Stored data
◆ ◆ ◆ ◆
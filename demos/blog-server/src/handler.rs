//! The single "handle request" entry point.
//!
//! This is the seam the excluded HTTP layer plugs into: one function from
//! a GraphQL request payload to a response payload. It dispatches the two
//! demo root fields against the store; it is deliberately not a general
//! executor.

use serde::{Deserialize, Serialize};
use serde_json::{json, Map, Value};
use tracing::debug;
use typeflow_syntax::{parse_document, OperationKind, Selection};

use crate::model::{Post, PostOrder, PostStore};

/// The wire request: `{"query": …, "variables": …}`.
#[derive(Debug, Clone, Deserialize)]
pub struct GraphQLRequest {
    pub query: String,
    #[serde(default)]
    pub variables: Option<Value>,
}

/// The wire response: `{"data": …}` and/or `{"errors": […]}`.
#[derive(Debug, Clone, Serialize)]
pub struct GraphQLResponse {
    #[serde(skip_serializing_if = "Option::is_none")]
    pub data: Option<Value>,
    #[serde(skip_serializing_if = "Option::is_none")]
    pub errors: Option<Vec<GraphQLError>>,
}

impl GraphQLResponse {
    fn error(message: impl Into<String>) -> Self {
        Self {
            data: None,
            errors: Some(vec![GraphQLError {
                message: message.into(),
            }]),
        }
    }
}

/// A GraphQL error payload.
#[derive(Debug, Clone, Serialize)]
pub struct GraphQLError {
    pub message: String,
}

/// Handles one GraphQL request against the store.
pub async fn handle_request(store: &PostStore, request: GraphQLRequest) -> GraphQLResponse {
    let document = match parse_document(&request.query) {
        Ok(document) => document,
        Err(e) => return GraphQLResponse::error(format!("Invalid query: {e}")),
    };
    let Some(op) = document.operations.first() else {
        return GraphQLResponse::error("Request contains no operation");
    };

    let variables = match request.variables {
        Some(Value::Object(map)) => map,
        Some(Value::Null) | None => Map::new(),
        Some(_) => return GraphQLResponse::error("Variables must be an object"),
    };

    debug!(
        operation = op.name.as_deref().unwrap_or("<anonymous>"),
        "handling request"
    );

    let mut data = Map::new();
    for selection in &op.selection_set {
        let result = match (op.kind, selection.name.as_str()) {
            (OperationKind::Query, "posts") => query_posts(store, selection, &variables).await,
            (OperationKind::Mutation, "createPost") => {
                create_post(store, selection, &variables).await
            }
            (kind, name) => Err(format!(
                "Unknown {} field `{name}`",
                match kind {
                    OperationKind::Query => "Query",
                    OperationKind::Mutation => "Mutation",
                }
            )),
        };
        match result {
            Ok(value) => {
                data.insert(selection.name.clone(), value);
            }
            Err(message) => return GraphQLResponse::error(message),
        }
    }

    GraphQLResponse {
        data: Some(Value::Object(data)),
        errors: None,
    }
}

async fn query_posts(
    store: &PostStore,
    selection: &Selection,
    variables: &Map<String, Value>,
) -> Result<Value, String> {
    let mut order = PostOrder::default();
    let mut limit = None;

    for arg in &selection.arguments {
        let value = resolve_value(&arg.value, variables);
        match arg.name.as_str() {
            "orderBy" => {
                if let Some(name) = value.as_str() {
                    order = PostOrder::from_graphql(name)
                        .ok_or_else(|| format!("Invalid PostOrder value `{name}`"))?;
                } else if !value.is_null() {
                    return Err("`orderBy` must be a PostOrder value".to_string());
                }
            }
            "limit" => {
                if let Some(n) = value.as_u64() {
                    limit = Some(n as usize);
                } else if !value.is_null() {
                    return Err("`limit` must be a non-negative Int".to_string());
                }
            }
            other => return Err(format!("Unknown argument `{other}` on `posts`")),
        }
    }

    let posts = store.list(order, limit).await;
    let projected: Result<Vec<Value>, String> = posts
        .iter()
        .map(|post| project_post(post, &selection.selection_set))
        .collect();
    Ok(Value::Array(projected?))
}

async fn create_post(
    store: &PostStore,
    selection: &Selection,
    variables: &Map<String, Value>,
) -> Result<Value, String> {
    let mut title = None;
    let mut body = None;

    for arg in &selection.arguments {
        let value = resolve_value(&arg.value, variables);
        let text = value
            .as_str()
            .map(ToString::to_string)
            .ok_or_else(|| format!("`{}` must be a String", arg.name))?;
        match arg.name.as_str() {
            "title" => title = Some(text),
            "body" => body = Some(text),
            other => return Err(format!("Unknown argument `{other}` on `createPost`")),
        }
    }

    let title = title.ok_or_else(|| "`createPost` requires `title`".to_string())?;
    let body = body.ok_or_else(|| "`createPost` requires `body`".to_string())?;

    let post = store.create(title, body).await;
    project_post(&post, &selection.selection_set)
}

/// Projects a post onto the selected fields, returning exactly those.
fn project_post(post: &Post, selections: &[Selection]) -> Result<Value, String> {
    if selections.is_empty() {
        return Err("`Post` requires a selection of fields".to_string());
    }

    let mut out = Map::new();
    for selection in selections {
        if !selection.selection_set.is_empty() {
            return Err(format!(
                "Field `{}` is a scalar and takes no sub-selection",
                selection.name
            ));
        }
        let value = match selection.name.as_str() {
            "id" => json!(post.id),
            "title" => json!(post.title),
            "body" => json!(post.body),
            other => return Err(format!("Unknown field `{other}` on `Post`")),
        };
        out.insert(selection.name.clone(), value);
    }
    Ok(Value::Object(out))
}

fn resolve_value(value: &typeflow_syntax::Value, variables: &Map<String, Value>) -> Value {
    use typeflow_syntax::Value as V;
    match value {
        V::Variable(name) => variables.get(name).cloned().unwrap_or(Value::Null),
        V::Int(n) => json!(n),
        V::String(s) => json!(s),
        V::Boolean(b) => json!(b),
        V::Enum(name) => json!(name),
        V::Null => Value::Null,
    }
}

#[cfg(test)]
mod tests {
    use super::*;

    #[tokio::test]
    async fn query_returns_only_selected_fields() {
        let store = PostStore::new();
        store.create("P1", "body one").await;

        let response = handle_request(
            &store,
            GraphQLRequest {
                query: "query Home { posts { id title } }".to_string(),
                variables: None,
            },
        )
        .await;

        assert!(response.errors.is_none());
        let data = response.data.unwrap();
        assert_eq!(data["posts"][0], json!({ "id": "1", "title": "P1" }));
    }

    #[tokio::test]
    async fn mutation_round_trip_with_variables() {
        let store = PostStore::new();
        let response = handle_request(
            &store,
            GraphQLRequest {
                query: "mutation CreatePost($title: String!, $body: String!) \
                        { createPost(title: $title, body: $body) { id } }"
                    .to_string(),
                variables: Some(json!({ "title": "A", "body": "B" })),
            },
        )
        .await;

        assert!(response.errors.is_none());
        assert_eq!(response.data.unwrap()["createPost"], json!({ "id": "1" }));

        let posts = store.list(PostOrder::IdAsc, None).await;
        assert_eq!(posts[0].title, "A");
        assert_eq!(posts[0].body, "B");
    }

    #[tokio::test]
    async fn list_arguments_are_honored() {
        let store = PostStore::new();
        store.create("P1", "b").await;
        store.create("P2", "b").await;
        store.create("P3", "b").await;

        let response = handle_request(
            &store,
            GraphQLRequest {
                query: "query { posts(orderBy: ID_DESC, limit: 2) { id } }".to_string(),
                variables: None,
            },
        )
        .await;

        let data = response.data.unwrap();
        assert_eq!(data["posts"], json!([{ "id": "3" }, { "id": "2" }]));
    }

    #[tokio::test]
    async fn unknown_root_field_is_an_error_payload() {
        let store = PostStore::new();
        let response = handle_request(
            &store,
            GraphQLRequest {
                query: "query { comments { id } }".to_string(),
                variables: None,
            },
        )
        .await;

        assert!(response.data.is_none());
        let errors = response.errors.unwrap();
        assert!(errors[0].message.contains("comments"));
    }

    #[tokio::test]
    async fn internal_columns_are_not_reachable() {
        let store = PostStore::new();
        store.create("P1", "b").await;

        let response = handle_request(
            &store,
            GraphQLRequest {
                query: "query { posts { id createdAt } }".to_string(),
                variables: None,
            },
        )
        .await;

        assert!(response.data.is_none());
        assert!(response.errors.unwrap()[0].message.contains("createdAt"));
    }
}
◆ ◆ ◆ ◆
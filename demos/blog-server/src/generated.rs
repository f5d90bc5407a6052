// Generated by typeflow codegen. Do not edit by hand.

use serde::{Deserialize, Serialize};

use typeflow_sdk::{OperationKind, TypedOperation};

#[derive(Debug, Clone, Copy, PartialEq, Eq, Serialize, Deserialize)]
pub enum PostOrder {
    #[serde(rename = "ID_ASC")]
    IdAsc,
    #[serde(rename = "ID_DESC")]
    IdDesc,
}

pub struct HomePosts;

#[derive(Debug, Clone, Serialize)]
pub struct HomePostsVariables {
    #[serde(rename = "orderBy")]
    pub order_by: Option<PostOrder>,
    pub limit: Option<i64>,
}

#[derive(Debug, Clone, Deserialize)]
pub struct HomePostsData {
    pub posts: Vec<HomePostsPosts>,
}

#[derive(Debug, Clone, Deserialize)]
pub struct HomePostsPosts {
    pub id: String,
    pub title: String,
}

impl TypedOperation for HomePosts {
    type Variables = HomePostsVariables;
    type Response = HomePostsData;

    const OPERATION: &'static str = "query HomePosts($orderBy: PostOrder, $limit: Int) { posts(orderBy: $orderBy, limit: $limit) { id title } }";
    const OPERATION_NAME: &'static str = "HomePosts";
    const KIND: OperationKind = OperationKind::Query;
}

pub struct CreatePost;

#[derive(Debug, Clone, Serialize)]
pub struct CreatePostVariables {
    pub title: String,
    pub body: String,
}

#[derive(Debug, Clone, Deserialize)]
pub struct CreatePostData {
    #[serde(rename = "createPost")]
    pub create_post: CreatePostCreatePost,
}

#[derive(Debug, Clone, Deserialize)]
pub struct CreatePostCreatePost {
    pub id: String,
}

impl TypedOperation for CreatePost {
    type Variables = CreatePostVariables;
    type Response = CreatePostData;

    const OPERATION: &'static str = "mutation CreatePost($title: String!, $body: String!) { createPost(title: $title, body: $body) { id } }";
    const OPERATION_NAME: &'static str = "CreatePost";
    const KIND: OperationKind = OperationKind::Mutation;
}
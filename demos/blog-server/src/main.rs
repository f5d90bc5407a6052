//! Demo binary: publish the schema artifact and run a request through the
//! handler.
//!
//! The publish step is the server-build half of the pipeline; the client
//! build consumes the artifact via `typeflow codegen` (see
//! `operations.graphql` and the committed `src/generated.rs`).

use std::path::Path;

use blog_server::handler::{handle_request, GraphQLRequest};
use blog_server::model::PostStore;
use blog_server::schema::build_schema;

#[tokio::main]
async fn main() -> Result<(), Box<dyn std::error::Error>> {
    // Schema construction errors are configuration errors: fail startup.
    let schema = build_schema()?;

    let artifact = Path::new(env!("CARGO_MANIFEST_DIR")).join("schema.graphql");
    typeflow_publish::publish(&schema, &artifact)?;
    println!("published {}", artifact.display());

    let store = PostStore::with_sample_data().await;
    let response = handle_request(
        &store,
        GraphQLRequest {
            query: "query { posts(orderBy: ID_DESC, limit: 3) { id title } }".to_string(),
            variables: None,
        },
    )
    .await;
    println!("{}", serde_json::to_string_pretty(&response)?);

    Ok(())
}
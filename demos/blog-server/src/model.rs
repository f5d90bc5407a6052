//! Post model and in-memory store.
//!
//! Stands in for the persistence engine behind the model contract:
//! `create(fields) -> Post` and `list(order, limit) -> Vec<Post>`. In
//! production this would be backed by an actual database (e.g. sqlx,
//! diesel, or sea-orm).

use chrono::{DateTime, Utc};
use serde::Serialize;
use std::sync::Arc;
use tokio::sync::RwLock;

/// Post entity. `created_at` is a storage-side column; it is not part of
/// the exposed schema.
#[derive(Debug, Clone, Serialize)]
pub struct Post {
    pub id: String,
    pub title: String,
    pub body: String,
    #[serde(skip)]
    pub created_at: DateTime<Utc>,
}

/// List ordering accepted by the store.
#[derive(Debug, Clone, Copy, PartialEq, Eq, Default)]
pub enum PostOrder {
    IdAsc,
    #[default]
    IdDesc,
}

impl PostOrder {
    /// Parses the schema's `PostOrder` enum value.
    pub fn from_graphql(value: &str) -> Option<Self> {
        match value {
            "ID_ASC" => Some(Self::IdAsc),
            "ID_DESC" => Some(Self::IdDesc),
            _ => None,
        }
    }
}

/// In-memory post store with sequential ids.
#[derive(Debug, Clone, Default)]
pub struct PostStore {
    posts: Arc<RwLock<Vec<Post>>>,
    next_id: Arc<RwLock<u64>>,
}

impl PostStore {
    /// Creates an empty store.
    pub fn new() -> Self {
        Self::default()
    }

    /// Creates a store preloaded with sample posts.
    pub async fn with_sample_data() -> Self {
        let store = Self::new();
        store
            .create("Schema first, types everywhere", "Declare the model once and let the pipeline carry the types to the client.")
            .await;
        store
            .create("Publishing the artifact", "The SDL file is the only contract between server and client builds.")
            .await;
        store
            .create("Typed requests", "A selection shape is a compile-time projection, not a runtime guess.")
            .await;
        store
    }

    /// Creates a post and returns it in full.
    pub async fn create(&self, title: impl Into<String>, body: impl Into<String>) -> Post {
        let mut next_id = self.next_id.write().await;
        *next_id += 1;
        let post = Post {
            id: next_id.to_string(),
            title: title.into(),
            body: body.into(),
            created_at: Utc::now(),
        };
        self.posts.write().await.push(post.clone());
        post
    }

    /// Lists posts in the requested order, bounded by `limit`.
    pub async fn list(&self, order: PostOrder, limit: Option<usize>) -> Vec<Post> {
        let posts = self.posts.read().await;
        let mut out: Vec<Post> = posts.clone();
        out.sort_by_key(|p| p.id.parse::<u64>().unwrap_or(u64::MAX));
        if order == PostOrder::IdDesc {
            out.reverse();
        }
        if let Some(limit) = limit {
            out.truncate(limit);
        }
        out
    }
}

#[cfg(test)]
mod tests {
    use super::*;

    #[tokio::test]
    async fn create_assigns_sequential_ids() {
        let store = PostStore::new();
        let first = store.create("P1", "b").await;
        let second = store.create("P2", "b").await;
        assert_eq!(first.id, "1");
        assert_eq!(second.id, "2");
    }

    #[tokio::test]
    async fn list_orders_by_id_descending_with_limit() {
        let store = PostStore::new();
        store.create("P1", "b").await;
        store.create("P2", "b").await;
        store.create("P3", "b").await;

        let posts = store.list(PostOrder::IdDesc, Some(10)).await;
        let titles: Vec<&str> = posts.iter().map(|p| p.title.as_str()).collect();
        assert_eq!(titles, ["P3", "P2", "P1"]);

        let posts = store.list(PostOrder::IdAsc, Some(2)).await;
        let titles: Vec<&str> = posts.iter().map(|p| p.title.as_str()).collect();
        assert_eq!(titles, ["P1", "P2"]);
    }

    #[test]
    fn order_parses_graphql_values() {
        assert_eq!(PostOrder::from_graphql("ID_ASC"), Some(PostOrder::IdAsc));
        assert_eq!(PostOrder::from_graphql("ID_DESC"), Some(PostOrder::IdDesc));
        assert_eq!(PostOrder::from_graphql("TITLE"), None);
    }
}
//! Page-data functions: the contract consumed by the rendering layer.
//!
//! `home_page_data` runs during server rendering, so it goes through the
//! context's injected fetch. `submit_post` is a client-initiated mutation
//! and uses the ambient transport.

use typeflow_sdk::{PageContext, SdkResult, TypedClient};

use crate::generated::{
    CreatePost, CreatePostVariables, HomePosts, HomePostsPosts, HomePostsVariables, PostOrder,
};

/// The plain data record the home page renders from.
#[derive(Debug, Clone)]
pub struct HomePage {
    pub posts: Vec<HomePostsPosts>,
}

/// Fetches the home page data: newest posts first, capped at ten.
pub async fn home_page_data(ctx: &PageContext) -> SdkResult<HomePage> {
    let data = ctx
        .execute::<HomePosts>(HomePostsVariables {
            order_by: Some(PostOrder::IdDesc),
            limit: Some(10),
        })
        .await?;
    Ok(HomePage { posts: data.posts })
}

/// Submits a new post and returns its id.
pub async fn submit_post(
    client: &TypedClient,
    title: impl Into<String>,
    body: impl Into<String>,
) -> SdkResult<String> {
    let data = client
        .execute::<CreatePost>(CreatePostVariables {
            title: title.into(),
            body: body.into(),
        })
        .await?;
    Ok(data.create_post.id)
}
◆ ◆ ◆ ◆
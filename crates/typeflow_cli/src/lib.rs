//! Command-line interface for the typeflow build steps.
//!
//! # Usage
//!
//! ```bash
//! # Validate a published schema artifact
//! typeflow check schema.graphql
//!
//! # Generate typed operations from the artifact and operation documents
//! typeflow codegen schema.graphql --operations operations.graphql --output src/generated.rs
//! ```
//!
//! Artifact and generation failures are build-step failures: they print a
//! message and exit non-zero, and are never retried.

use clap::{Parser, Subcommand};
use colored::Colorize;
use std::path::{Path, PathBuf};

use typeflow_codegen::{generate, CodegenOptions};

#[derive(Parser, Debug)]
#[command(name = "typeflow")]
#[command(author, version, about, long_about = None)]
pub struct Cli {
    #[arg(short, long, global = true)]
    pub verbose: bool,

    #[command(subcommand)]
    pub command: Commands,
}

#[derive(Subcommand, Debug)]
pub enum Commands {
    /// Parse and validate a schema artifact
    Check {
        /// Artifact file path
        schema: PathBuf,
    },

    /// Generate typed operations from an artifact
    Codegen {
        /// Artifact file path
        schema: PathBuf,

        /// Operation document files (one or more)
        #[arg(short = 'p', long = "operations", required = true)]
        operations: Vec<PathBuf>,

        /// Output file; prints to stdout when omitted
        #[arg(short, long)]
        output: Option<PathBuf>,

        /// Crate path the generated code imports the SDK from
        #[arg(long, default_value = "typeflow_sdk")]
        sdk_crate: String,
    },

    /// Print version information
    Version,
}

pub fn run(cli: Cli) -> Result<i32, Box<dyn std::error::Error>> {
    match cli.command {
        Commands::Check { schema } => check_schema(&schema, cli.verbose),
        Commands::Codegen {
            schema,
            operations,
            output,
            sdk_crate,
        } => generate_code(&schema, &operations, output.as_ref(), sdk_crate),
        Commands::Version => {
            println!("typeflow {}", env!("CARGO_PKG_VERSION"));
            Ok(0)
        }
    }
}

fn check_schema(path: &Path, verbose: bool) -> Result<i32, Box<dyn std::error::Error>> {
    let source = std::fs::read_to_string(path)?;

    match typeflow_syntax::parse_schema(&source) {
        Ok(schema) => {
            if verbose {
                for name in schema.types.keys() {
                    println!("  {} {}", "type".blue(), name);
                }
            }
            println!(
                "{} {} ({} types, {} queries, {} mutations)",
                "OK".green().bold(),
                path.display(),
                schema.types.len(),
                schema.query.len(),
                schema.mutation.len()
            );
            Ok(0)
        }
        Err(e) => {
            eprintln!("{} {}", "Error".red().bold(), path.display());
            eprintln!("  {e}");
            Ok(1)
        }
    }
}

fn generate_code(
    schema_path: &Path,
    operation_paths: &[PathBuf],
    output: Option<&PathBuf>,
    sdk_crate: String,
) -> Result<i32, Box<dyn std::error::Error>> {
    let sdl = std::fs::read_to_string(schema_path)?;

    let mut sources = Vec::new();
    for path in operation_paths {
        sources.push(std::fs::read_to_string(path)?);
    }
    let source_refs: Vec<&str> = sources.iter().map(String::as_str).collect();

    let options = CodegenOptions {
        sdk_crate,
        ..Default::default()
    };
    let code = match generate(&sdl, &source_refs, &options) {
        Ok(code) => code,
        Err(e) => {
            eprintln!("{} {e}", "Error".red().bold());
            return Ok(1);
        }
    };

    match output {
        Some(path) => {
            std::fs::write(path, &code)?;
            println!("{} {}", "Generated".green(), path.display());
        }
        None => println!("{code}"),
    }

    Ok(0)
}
◆ ◆ ◆ ◆
- [Action item]: For the string "model", search the preceding data and copy every line that includes it.

- [Solution]:
use crate::model::{Post, PostOrder, PostStore};
use blog_server::model::PostStore;
filename demos/blog-server/src/model.rs
//! Post model and in-memory store.
//! Stands in for the persistence engine behind the model contract:
            .create("Schema first, types everywhere", "Declare the model once and let the pipeline carry the types to the client.")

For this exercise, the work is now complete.